[Dataset entries]
- - -

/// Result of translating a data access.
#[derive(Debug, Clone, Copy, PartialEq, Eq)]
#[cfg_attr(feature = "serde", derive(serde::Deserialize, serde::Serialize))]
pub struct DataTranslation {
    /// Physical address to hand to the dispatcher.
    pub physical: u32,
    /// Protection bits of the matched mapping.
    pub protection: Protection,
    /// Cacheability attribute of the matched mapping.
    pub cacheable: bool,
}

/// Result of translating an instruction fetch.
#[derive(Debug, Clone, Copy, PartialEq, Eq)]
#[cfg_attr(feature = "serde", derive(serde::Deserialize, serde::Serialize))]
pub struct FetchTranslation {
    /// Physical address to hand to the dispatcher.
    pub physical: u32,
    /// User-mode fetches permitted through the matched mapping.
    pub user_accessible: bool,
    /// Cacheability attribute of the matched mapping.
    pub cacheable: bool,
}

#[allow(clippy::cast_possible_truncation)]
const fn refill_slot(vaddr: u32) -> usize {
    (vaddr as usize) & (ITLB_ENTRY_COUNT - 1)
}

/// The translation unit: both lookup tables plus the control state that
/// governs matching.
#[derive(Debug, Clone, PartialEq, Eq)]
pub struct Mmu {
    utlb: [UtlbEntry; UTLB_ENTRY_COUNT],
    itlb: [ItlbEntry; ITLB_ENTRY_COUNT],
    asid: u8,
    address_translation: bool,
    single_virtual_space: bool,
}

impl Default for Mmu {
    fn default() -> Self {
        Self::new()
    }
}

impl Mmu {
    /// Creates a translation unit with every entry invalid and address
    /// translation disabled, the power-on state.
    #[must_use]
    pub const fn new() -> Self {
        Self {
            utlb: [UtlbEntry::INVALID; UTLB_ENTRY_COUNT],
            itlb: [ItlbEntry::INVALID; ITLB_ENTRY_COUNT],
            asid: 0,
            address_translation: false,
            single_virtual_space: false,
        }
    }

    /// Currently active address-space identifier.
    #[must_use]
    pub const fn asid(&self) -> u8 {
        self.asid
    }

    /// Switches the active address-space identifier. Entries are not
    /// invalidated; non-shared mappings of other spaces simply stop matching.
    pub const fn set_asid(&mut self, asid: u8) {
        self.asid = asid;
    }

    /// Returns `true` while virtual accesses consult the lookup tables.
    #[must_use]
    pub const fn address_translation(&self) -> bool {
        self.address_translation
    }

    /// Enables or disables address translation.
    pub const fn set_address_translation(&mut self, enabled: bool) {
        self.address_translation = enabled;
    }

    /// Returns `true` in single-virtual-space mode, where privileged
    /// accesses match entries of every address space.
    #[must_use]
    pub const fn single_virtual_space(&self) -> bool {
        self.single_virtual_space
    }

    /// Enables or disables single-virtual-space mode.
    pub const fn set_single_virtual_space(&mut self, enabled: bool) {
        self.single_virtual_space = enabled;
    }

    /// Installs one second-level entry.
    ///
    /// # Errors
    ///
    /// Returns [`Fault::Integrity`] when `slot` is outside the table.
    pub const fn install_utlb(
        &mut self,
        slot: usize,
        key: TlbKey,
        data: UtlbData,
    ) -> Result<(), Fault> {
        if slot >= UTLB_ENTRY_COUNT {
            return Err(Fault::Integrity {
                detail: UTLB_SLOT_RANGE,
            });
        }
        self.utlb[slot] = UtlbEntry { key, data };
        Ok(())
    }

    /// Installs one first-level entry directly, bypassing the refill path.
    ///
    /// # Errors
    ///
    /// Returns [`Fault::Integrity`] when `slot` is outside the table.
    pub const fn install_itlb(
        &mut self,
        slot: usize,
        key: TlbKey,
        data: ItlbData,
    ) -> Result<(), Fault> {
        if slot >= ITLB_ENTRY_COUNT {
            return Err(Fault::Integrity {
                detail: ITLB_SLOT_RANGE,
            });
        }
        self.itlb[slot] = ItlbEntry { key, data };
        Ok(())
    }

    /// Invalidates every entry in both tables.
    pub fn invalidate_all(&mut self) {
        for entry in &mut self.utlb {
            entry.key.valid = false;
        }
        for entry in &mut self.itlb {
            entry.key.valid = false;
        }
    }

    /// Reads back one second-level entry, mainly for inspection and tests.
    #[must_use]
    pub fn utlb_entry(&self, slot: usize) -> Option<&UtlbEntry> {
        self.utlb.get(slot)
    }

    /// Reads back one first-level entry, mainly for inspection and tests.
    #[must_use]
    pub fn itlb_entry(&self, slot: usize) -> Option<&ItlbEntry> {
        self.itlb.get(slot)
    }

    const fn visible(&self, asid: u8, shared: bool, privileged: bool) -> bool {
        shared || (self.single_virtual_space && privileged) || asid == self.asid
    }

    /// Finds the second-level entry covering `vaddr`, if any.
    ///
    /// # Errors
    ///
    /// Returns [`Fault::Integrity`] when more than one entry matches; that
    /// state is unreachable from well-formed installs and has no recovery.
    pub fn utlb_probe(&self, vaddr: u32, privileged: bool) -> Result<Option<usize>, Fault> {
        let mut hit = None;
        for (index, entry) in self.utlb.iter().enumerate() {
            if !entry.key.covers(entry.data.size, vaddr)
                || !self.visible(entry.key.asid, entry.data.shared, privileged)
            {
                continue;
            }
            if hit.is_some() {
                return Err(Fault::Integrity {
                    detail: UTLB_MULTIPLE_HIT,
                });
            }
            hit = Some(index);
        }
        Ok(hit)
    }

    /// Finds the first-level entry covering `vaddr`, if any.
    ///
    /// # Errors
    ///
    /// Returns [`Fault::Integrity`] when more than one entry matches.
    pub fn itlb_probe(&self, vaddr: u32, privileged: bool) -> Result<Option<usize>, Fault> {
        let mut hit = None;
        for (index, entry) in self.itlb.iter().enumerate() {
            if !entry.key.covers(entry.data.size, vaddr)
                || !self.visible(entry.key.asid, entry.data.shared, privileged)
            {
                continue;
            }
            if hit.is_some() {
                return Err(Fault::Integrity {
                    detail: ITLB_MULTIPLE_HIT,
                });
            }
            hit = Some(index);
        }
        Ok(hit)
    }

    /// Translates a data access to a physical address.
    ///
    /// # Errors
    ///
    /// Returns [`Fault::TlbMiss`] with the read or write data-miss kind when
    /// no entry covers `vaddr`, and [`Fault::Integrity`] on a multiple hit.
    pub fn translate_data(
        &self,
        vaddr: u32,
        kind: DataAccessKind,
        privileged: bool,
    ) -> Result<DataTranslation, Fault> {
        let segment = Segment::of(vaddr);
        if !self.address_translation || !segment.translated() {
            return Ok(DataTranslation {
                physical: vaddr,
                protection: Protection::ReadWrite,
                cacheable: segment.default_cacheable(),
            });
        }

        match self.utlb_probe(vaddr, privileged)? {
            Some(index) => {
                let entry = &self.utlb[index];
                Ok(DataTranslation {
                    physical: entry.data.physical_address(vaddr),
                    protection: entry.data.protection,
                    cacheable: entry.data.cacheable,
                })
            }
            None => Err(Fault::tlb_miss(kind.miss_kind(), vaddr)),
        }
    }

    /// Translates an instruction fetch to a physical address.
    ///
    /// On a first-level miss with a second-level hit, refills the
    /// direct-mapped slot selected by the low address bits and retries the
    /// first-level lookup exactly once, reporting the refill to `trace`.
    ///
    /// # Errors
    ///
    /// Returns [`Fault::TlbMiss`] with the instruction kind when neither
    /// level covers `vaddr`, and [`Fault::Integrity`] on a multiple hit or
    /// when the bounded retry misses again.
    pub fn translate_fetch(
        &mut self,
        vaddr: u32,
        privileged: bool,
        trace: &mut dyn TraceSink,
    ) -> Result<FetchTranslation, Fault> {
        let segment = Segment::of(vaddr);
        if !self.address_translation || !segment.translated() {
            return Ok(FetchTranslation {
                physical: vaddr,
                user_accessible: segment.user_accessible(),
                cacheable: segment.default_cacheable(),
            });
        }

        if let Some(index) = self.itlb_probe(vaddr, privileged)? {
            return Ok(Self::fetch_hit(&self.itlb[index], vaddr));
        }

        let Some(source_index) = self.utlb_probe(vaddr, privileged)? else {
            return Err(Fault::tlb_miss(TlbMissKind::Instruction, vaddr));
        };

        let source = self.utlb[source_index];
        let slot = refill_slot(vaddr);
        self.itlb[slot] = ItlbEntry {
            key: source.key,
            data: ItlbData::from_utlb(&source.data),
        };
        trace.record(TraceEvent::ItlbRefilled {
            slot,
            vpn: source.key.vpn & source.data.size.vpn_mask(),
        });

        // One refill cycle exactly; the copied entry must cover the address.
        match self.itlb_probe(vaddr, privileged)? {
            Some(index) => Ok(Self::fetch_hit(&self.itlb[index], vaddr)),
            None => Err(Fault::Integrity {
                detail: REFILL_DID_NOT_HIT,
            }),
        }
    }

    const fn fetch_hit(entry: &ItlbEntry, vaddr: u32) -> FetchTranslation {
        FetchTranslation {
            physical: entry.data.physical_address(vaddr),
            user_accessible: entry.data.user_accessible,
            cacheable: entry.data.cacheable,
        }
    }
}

- - -

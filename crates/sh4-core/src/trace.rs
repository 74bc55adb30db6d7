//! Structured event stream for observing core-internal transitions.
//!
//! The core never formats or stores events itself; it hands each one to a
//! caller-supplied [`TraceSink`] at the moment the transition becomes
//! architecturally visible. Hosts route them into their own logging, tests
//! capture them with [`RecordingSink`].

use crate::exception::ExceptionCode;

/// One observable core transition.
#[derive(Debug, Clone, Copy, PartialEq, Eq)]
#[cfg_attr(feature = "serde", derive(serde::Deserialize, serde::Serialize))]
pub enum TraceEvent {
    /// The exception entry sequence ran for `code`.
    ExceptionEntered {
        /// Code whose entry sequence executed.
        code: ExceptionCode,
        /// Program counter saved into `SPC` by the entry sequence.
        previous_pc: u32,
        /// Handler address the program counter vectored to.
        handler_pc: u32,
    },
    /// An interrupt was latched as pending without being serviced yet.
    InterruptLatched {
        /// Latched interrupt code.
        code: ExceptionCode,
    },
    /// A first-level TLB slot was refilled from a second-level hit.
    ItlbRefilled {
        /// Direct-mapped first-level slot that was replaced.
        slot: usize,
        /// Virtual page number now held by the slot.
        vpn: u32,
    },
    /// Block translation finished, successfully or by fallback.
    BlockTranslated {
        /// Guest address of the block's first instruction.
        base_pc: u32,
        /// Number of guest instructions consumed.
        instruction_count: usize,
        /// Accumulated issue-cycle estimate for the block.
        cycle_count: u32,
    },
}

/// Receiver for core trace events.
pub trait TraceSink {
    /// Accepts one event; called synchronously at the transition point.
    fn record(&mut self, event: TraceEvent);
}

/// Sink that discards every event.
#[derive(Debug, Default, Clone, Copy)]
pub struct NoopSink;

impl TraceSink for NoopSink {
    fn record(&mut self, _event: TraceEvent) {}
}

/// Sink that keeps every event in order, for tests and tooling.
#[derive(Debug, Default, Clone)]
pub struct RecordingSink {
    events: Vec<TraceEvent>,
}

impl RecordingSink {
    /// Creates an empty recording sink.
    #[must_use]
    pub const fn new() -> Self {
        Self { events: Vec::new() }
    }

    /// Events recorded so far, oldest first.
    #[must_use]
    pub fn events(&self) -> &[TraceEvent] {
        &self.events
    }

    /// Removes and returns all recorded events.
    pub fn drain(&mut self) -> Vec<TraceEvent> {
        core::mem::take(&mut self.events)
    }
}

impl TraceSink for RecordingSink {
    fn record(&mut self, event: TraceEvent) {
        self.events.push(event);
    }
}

- - -

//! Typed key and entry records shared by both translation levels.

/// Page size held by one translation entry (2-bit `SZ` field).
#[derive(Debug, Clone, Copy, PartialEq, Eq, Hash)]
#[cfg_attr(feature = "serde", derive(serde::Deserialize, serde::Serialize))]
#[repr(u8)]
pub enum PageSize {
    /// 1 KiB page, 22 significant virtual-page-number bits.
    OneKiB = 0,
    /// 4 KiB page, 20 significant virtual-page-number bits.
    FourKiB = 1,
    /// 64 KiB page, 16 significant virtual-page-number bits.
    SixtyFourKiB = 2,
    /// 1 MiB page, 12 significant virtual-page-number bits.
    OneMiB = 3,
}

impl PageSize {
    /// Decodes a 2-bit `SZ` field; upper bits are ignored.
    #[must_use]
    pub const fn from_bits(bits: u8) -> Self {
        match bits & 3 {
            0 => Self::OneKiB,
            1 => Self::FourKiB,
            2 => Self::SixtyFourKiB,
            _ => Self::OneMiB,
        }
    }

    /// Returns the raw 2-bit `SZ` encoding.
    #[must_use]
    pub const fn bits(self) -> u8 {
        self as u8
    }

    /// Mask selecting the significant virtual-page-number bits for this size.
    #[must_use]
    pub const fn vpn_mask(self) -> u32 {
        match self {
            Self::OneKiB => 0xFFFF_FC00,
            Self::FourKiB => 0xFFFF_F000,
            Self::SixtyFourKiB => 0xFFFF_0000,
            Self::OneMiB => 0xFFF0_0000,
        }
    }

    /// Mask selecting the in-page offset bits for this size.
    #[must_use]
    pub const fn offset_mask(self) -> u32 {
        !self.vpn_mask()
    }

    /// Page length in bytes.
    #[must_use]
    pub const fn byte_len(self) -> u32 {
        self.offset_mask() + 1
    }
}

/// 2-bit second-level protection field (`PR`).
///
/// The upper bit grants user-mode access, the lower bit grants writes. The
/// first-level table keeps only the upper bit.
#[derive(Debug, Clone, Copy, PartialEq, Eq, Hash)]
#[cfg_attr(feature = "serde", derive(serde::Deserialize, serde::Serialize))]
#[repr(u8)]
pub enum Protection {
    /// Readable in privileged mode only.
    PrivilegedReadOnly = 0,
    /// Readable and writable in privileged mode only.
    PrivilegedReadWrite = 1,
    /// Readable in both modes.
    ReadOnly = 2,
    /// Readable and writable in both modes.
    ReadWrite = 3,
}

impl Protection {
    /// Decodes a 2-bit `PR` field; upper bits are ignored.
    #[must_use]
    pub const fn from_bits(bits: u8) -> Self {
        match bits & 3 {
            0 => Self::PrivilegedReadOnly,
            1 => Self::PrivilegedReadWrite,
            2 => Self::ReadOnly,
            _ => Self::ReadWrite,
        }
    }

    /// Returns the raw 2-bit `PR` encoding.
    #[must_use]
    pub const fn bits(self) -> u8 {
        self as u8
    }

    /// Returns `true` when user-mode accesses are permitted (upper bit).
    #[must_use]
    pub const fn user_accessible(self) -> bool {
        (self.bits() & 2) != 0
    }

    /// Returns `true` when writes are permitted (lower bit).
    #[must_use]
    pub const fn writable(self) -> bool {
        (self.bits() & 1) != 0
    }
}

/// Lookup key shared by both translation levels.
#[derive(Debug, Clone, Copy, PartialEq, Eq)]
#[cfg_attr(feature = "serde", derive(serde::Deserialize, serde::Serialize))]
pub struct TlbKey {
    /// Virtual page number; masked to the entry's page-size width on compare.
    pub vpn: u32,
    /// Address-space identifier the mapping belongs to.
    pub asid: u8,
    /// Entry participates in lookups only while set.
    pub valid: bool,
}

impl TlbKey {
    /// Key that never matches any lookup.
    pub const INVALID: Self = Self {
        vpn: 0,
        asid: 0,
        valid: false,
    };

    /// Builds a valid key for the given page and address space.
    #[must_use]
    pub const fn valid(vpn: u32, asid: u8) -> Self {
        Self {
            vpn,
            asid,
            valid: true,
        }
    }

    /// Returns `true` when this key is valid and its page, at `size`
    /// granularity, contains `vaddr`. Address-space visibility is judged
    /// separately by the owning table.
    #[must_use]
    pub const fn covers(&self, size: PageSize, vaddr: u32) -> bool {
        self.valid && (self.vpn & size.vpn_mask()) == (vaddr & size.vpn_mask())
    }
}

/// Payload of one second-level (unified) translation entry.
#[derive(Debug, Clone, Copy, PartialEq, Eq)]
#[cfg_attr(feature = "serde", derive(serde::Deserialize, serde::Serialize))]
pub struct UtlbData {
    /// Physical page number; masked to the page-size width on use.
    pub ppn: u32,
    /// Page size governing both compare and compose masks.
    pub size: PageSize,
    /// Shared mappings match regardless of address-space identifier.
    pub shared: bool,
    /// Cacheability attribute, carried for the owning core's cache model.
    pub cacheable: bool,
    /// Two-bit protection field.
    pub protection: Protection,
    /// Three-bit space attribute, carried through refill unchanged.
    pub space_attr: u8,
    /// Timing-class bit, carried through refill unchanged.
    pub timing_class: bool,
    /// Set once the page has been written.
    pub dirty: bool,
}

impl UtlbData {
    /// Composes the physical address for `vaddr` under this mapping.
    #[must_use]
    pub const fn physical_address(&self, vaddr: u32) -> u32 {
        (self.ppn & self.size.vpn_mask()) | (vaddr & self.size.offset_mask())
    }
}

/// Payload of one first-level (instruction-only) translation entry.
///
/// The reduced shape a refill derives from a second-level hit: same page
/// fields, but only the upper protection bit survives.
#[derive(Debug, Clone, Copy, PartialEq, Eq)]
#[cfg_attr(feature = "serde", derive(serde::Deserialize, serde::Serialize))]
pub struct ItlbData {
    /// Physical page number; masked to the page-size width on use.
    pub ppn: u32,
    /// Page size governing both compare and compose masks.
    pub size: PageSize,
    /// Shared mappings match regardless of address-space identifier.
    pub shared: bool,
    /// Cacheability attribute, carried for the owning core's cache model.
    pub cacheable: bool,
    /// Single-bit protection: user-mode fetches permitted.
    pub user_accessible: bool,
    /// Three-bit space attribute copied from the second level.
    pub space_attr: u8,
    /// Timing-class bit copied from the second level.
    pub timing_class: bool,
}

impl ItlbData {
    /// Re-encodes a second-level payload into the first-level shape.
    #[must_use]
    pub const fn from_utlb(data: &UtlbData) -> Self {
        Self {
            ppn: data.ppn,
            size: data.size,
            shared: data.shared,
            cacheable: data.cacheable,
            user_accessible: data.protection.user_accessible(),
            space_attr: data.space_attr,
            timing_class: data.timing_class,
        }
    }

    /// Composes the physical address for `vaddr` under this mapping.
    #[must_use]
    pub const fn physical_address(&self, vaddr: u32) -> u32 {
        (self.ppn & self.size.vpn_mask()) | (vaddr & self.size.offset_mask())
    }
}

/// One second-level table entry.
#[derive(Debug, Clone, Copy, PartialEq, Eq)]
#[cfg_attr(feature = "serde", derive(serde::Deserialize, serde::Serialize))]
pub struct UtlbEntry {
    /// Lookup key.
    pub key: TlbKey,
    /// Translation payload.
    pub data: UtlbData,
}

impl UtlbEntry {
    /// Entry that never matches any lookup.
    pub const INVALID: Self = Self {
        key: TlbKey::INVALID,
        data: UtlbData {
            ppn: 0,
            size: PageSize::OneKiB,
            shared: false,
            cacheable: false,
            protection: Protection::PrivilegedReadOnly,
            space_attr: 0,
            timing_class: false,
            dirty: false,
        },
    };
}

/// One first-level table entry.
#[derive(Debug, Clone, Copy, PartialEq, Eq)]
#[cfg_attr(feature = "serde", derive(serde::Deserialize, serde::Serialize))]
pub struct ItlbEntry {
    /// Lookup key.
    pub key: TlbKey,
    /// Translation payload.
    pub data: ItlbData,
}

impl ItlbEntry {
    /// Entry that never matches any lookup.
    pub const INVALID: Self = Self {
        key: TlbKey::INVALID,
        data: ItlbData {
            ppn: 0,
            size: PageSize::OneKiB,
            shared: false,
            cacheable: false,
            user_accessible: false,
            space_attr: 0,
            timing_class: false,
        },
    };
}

- - -

EXERCISE BRIEF: Going through the entries, return every line holding the word "upper".

OUTPUT BELOW:
    /// Decodes a 2-bit `SZ` field; upper bits are ignored.
/// The upper bit grants user-mode access, the lower bit grants writes. The
/// first-level table keeps only the upper bit.
    /// Decodes a 2-bit `PR` field; upper bits are ignored.
    /// Returns `true` when user-mode accesses are permitted (upper bit).
/// fields, but only the upper protection bit survives.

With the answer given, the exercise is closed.